- _Data in this exercise_:
[Start of Attachment]

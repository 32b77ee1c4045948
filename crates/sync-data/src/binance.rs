//! Binance public REST adapter.

use crate::cancellable;
use async_trait::async_trait;
use reqwest::{header, Client, Response, StatusCode};
use serde::de::DeserializeOwned;
use serde::Deserialize;
use std::time::Duration;
use sync_core::{
    error::ExchangeError,
    traits::ExchangeAdapter,
    types::{Candle, GranularityMap, Symbol, Ticker, Timeframe},
};
use tokio_util::sync::CancellationToken;
use tracing::{debug, instrument, warn};

/// Production REST endpoint.
pub const BINANCE_BASE_URL: &str = "https://api.binance.com";

/// Largest page `/api/v3/klines` serves.
const MAX_KLINES: u32 = 1000;
/// Backoff assumed when a throttling response carries no `Retry-After`.
const DEFAULT_RETRY_AFTER_SECS: u64 = 60;

#[derive(Debug, Deserialize)]
#[serde(rename_all = "camelCase")]
struct Ticker24h {
    last_price: String,
    low_price: String,
    high_price: String,
    close_time: i64,
}

#[derive(Debug, Deserialize)]
#[serde(rename_all = "camelCase")]
struct ExchangeInfo {
    symbols: Vec<SymbolInfo>,
}

#[derive(Debug, Deserialize)]
#[serde(rename_all = "camelCase")]
struct SymbolInfo {
    status: String,
    base_asset: String,
    quote_asset: String,
}

/// Binance spot market data over the public REST API. No credentials needed.
pub struct BinanceExchange {
    client: Client,
    base_url: String,
    granularities: GranularityMap,
}

impl BinanceExchange {
    /// Create a client against `base_url` (see [`BINANCE_BASE_URL`]).
    pub fn new(base_url: impl Into<String>, timeout: Duration) -> Result<Self, ExchangeError> {
        let mut headers = header::HeaderMap::new();
        headers.insert(header::ACCEPT, header::HeaderValue::from_static("application/json"));

        let client = Client::builder()
            .default_headers(headers)
            .timeout(timeout)
            .build()
            .map_err(|e| ExchangeError::Connection(e.to_string()))?;

        Ok(Self {
            client,
            base_url: base_url.into().trim_end_matches('/').to_string(),
            granularities: GranularityMap::from_timeframes(Timeframe::all()),
        })
    }

    async fn get_json<T: DeserializeOwned>(
        &self,
        path: &str,
        query: &[(&str, String)],
    ) -> Result<T, ExchangeError> {
        let url = format!("{}{}", self.base_url, path);
        let resp = self
            .client
            .get(&url)
            .query(query)
            .send()
            .await
            .map_err(|e| ExchangeError::Connection(e.to_string()))?;

        let resp = Self::check_status(resp).await?;
        resp.json()
            .await
            .map_err(|e| ExchangeError::Parse(e.to_string()))
    }

    /// 429 and 418 are throttling; other failures surface as HTTP errors.
    async fn check_status(resp: Response) -> Result<Response, ExchangeError> {
        let status = resp.status();
        if status.is_success() {
            return Ok(resp);
        }
        if status == StatusCode::TOO_MANY_REQUESTS || status == StatusCode::IM_A_TEAPOT {
            let retry_after_secs = resp
                .headers()
                .get(header::RETRY_AFTER)
                .and_then(|v| v.to_str().ok())
                .and_then(|v| v.parse::<u64>().ok())
                .unwrap_or(DEFAULT_RETRY_AFTER_SECS);
            warn!(status = status.as_u16(), retry_after_secs, "Binance throttled the request");
            return Err(ExchangeError::RateLimited { retry_after_secs });
        }
        let message = resp.text().await.unwrap_or_default();
        Err(ExchangeError::Http {
            status: status.as_u16(),
            message,
        })
    }

    fn parse_f64(value: &serde_json::Value) -> Result<f64, ExchangeError> {
        if let Some(s) = value.as_str() {
            s.parse::<f64>()
                .map_err(|_| ExchangeError::Parse(format!("failed to parse '{}' as f64", s)))
        } else {
            value
                .as_f64()
                .ok_or_else(|| ExchangeError::Parse(format!("expected number, got: {}", value)))
        }
    }

    /// Kline arrays: `[openTime, open, high, low, close, volume, closeTime, quoteVolume, ...]`.
    fn parse_klines(raw: &[Vec<serde_json::Value>]) -> Result<Vec<Candle>, ExchangeError> {
        let mut candles = Vec::with_capacity(raw.len());
        for entry in raw {
            if entry.len() < 8 {
                warn!(len = entry.len(), "Skipping malformed kline entry");
                continue;
            }
            let open_time = entry[0]
                .as_i64()
                .ok_or_else(|| ExchangeError::Parse("kline open time is not an integer".into()))?;
            let candle = Candle::new(
                open_time,
                Self::parse_f64(&entry[1])?,
                Self::parse_f64(&entry[2])?,
                Self::parse_f64(&entry[3])?,
                Self::parse_f64(&entry[4])?,
                Self::parse_f64(&entry[5])?,
            )
            .with_quote_volume(Self::parse_f64(&entry[7])?);
            candles.push(candle);
        }
        Ok(candles)
    }
}

#[async_trait]
impl ExchangeAdapter for BinanceExchange {
    fn id(&self) -> &str {
        "binance"
    }

    fn granularity_map(&self) -> &GranularityMap {
        &self.granularities
    }

    #[instrument(skip(self, symbol, cancel), fields(symbol = %symbol))]
    async fn fetch_ohlcv(
        &self,
        symbol: &Symbol,
        granularity: &str,
        start: i64,
        end: i64,
        limit: u32,
        cancel: &CancellationToken,
    ) -> Result<Vec<Candle>, ExchangeError> {
        if !self.granularities.contains(granularity) {
            return Err(ExchangeError::UnsupportedGranularity(granularity.to_string()));
        }
        // endTime is inclusive on Binance; the adapter contract is half-open.
        let query = [
            ("symbol", symbol.compact()),
            ("interval", granularity.to_string()),
            ("startTime", start.to_string()),
            ("endTime", (end - 1).to_string()),
            ("limit", limit.clamp(1, MAX_KLINES).to_string()),
        ];
        let raw: Vec<Vec<serde_json::Value>> =
            cancellable(cancel, self.get_json("/api/v3/klines", &query)).await?;
        let candles = Self::parse_klines(&raw)?;
        debug!(granularity, count = candles.len(), "Klines fetched");
        Ok(candles)
    }

    async fn fetch_ticker(
        &self,
        symbol: &Symbol,
        cancel: &CancellationToken,
    ) -> Result<Ticker, ExchangeError> {
        let query = [("symbol", symbol.compact())];
        let raw: Ticker24h =
            cancellable(cancel, self.get_json("/api/v3/ticker/24hr", &query)).await?;
        let parse = |s: &str| {
            s.parse::<f64>()
                .map_err(|_| ExchangeError::Parse(format!("failed to parse '{}' as f64", s)))
        };
        Ok(Ticker::new(
            parse(&raw.last_price)?,
            parse(&raw.low_price)?,
            parse(&raw.high_price)?,
            raw.close_time,
        ))
    }

    async fn fetch_symbols(&self) -> Result<Vec<String>, ExchangeError> {
        let info: ExchangeInfo = self.get_json("/api/v3/exchangeInfo", &[]).await?;
        let symbols: Vec<String> = info
            .symbols
            .into_iter()
            .filter(|s| s.status == "TRADING")
            .map(|s| format!("{}/{}", s.base_asset, s.quote_asset))
            .collect();
        debug!(count = symbols.len(), "Binance symbols fetched");
        Ok(symbols)
    }
}

#[cfg(test)]
mod tests {
    use super::*;
    use serde_json::json;

    #[test]
    fn test_parse_klines() {
        let raw = vec![
            vec![
                json!(1_700_000_000_000_i64),
                json!("100.0"),
                json!("110.0"),
                json!("95.0"),
                json!("105.5"),
                json!("12.5"),
                json!(1_700_003_599_999_i64),
                json!("1300.0"),
                json!(42),
                json!("6.0"),
                json!("600.0"),
                json!("0"),
            ],
            vec![json!(1), json!("1.0")],
        ];
        let candles = BinanceExchange::parse_klines(&raw).unwrap();
        assert_eq!(candles.len(), 1);
        assert_eq!(candles[0].close, 105.5);
        assert_eq!(candles[0].quote_volume, Some(1300.0));
    }

    #[test]
    fn test_parse_f64_rejects_garbage() {
        assert!(BinanceExchange::parse_f64(&json!("abc")).is_err());
        assert_eq!(BinanceExchange::parse_f64(&json!(2.5)).unwrap(), 2.5);
    }

    #[test]
    fn test_granularities() {
        let exchange = BinanceExchange::new(BINANCE_BASE_URL, Duration::from_secs(5)).unwrap();
        assert_eq!(exchange.next_higher_timeframe("1h").as_deref(), Some("4h"));
        assert_eq!(exchange.granularity_to_seconds("15m"), Some(900));
    }

    #[tokio::test]
    async fn test_unsupported_granularity_fails_without_io() {
        let exchange = BinanceExchange::new("http://127.0.0.1:9", Duration::from_secs(1)).unwrap();
        let symbol = Symbol::parse("BTC/USDT").unwrap();
        let result = exchange
            .fetch_ohlcv(&symbol, "7m", 0, 1, 10, &CancellationToken::new())
            .await;
        assert_eq!(result, Err(ExchangeError::UnsupportedGranularity("7m".into())));
    }
}
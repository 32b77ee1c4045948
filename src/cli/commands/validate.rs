//! Validate configuration command.

use anyhow::Result;
use std::path::Path;
use sync_config::AppConfig;

pub async fn run(config_path: &Path, config: &AppConfig) -> Result<()> {
    println!("Validating configuration: {:?}", config_path);
    if !config_path.exists() {
        println!("File not found; using defaults and environment overrides");
    }

    if let Err(e) = config.validate() {
        println!("Configuration error: {}", e);
        for problem in config.problems() {
            println!("  - {}", problem);
        }
        return Err(e.into());
    }

    println!("Configuration is valid!");
    println!();
    println!("App: {}", config.app.name);
    println!("Environment: {}", config.app.environment);
    println!("Log level: {}", config.logging.level);
    println!("Default exchange: {}", config.exchange.default_id);
    println!("Default request: {} {} (limit {})", config.fetch.symbol, config.fetch.granularity, config.fetch.limit);
    println!("API plan: {:?}", config.rate.plan);
    println!("Provider backoff: {}s", config.rate.provider_backoff_secs);
    println!();
    println!("Effective configuration:");
    println!("{}", config.to_toml_string()?);

    Ok(())
}
//! Live polling command implementation.

use anyhow::{bail, Result};
use std::sync::Arc;
use std::time::Duration;
use sync_config::AppConfig;
use sync_engine::{CycleOutcome, RealTimeScheduler};
use sync_monitor::ConsolePresenter;
use tracing::info;

use super::{build_engine, build_request};
use crate::cli::LiveArgs;

pub async fn run(args: LiveArgs, config: &AppConfig) -> Result<()> {
    let request = build_request(&args.source, config);
    let presenter = Arc::new(ConsolePresenter::new());
    let engine = build_engine(&args.source, config, presenter.clone())?;

    let backtest = args.backtest || config.polling.backtest;
    if backtest {
        // Ticker-only polling patches the candles of one initial fetch.
        if let CycleOutcome::Skipped(reason) = engine.run_ohlcv_cycle(&request, false).await? {
            bail!("Initial fetch skipped: {:?}", reason);
        }
        engine.set_backtest(true);
    }

    let scheduler = RealTimeScheduler::new(engine.clone());
    let intervals = scheduler.poll_intervals(&request)?;
    let mode = scheduler.start(request.clone())?;
    println!(
        "Polling {} on {} ({:?}): OHLCV every {} ms, ticker every {} ms. Press Ctrl-C to stop.",
        request.symbol,
        request.exchange_id,
        mode,
        intervals.ohlcv.as_millis(),
        intervals.ticker.as_millis()
    );

    match args.duration {
        Some(secs) => {
            tokio::select! {
                _ = tokio::signal::ctrl_c() => {}
                _ = tokio::time::sleep(Duration::from_secs(secs)) => {}
            }
        }
        None => {
            tokio::signal::ctrl_c().await?;
        }
    }

    info!("Stopping real-time polling");
    scheduler.stop();
    scheduler.join().await;

    println!(
        "Stopped. {} notifications, last ticker {}",
        presenter.notification_count(),
        presenter
            .last_ticker()
            .map(|t| format!("{:.2}", t.last_price))
            .unwrap_or_else(|| "n/a".to_string())
    );
    Ok(())
}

[End of Attachment]

- _Required action_:
Quote, without alteration, the final stretch of the entries: the line with "let request = build_request(&args.source, config);" onward to the last line.

- _Task solution_:
    let request = build_request(&args.source, config);
    let presenter = Arc::new(ConsolePresenter::new());
    let engine = build_engine(&args.source, config, presenter.clone())?;

    let backtest = args.backtest || config.polling.backtest;
    if backtest {
        // Ticker-only polling patches the candles of one initial fetch.
        if let CycleOutcome::Skipped(reason) = engine.run_ohlcv_cycle(&request, false).await? {
            bail!("Initial fetch skipped: {:?}", reason);
        }
        engine.set_backtest(true);
    }

    let scheduler = RealTimeScheduler::new(engine.clone());
    let intervals = scheduler.poll_intervals(&request)?;
    let mode = scheduler.start(request.clone())?;
    println!(
        "Polling {} on {} ({:?}): OHLCV every {} ms, ticker every {} ms. Press Ctrl-C to stop.",
        request.symbol,
        request.exchange_id,
        mode,
        intervals.ohlcv.as_millis(),
        intervals.ticker.as_millis()
    );

    match args.duration {
        Some(secs) => {
            tokio::select! {
                _ = tokio::signal::ctrl_c() => {}
                _ = tokio::time::sleep(Duration::from_secs(secs)) => {}
            }
        }
        None => {
            tokio::signal::ctrl_c().await?;
        }
    }

    info!("Stopping real-time polling");
    scheduler.stop();
    scheduler.join().await;

    println!(
        "Stopped. {} notifications, last ticker {}",
        presenter.notification_count(),
        presenter
            .last_ticker()
            .map(|t| format!("{:.2}", t.last_price))
            .unwrap_or_else(|| "n/a".to_string())
    );
    Ok(())
}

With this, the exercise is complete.